CVAs trending down amid rising number of insolvencies

04 September 2019 Consultancy.uk

Volatile trading conditions, business uncertainty, and trading models in need of change are all putting huge pressure on companies’ abilities to survive. For many, the subsequent result of these challenges has been a Company Voluntary Arrangement (CVA), which gives directors some breathing space and the means to redefine and reshape their businesses to better survive in the future.

However, the latest insolvency figures show that the popularity of CVAs as a solution is on a downward trend, with the decline in CVAs increasing to 5.6% for the first half of 2019 compared with last year, whilst the number of companies entering administration has increased by 21% for the same period.

So why the decline? Part of the reason is down to their effectiveness as a tool. Many firms have seen them as a total solution to their problems, rather than as one of the tools in their toolbox to fix a struggling company.

As a result, some companies have arrived late to the CVA process, which has caused their financial position to be even weaker for investment post-CVA. For others, management’s reluctance to make initial cuts deep enough has meant that the CVA simply hasn’t brought about the radical change the business has needed in order to survive longer term.

Is it the beginning of the end for CVAs?

But the market has seen all this before, of course.

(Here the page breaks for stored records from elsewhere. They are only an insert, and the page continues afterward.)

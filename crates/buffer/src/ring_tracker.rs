//! Watches the PLC ring-number tag and stamps `ring_number` onto every
//! sample crossing the buffer (§4.5's candidate-selection and
//! aggregation queries assume every persisted row already carries the
//! ring it belongs to, so the aligner never re-derives boundaries).

use std::sync::atomic::{AtomicU64, Ordering};

use ringcore_model::{Sample, Table};

/// Tracks the current ring number observed on one source's PLC stream.
///
/// One tracker is shared across all tables for a given source: a ring
/// transition observed on the PLC table applies equally to attitude and
/// monitoring samples arriving around the same time.
#[derive(Debug, Default)]
pub struct RingTracker {
    ring_number_tag: String,
    current: Option<i64>,
    regressions: AtomicU64,
}

impl RingTracker {
    /// Creates a tracker with no ring observed yet, watching `ring_number_tag`
    /// on the PLC table.
    pub fn new(ring_number_tag: impl Into<String>) -> Self {
        Self { ring_number_tag: ring_number_tag.into(), current: None, regressions: AtomicU64::new(0) }
    }

    /// Count of observed `ring_number` regressions since this tracker was
    /// created, surfaced through `health()` (§9 decision: a decreasing ring
    /// number is a hard, surfaced condition, not silently handled).
    pub fn regressions(&self) -> u64 {
        self.regressions.load(Ordering::Relaxed)
    }

    /// Stamps `sample.ring_number` on every sample in `batch`, in order,
    /// advancing the tracked ring number whenever a PLC sample on the
    /// configured ring-number tag is observed.
    ///
    /// A ring number lower than the current one is logged as an error and
    /// ignored (the tracker never moves backwards); per design decision,
    /// this is surfaced, not treated as a crash condition.
    pub fn stamp(&mut self, batch: &mut [Sample]) {
        for sample in batch.iter_mut() {
            if sample.table == Table::Plc && sample.tag == self.ring_number_tag {
                let observed = sample.value as i64;
                match self.current {
                    Some(current) if observed < current => {
                        let _ = self.regressions.fetch_add(1, Ordering::Relaxed);
                        tracing::error!(
                            source_id = %sample.source_id,
                            current,
                            observed,
                            "ring number regressed; ignoring"
                        );
                    }
                    _ => self.current = Some(observed),
                }
            }
            sample.ring_number = self.current;
        }
    }
}

#[cfg(test)]
mod test {
    use super::*;

    fn sample(table: Table, tag: &str, value: f64) -> Sample {
        Sample::new("src-1", tag, table, 0, value)
    }

    #[test]
    fn stamps_current_ring_on_every_sample() {
        let mut tracker = RingTracker::new("ring_number");
        let mut batch = vec![
            sample(Table::Plc, "ring_number", 5.0),
            sample(Table::Plc, "thrust_total", 123.0),
            sample(Table::Attitude, "pitch", 0.1),
        ];
        tracker.stamp(&mut batch);
        assert_eq!(batch[0].ring_number, Some(5));
        assert_eq!(batch[1].ring_number, Some(5));
        assert_eq!(batch[2].ring_number, Some(5));
    }

    #[test]
    fn samples_before_first_ring_observation_are_unstamped() {
        let mut tracker = RingTracker::new("ring_number");
        let mut batch = vec![sample(Table::Plc, "thrust_total", 123.0)];
        tracker.stamp(&mut batch);
        assert_eq!(batch[0].ring_number, None);
    }

    #[test]
    fn regression_is_ignored_not_applied() {
        let mut tracker = RingTracker::new("ring_number");
        let mut first = vec![sample(Table::Plc, "ring_number", 10.0)];
        tracker.stamp(&mut first);

        let mut second = vec![sample(Table::Plc, "ring_number", 9.0)];
        tracker.stamp(&mut second);
        assert_eq!(second[0].ring_number, Some(10), "tracker must not move backwards");
    }

    #[test]
    fn advances_on_new_higher_ring() {
        let mut tracker = RingTracker::new("ring_number");
        let mut first = vec![sample(Table::Plc, "ring_number", 10.0)];
        tracker.stamp(&mut first);
        let mut second = vec![sample(Table::Plc, "ring_number", 11.0), sample(Table::Attitude, "pitch", 0.0)];
        tracker.stamp(&mut second);
        assert_eq!(second[0].ring_number, Some(11));
        assert_eq!(second[1].ring_number, Some(11));
    }
}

In the retail sector, for example, many businesses have already gone through the CVA process, using it as a tool to trim rents and store portfolios to compete with the pressures of the shift to online spending.

However, where cuts haven’t been ruthless enough, further CVAs have followed. Select, for example, is currently undergoing its second CVA in 12 months. The problem here is that the repeated use of the CVA tool can lead to a loss of confidence in their effectiveness, by both suppliers and landlords who need to ensure the figures for their own businesses stack up, too.

CVAs not an ultimate solution

That certainly doesn’t mean CVAs are going to disappear, though; they will always have a role to play, but they shouldn’t be seen as the ultimate solution either. Instead, firms should concentrate on their core business earlier to ensure a CVA isn’t an option they arrive at too late and, ultimately, that it’s a process they can avoid completely.

For retailers, this means a return to grassroots retail and a greater focus on the longer-term picture, rather than the short-term goals that sponsored retailers are often encouraged to deliver. For landlords, it means an appreciation of the pressure that retailers are currently facing, and also a commitment to closer collaboration, so that they can be nimbler with their leases and thus provide the flexibility the market needs.

Most importantly, businesses need to recognise the early signs that they are in trouble and act on them straight away. Now isn’t the time for sticking heads in the sand, but rather taking pre-emptive early action when businesses are struggling, allowing the company to retain its value, identity and, hopefully, a successful future.

An article by Ian Brown, a managing director at Livingstone, an independent global M&A and debt advisory firm. Ian leads the firm’s Special Situations team in London which focuses on the more challenging end of mid-market M&A and refinancing.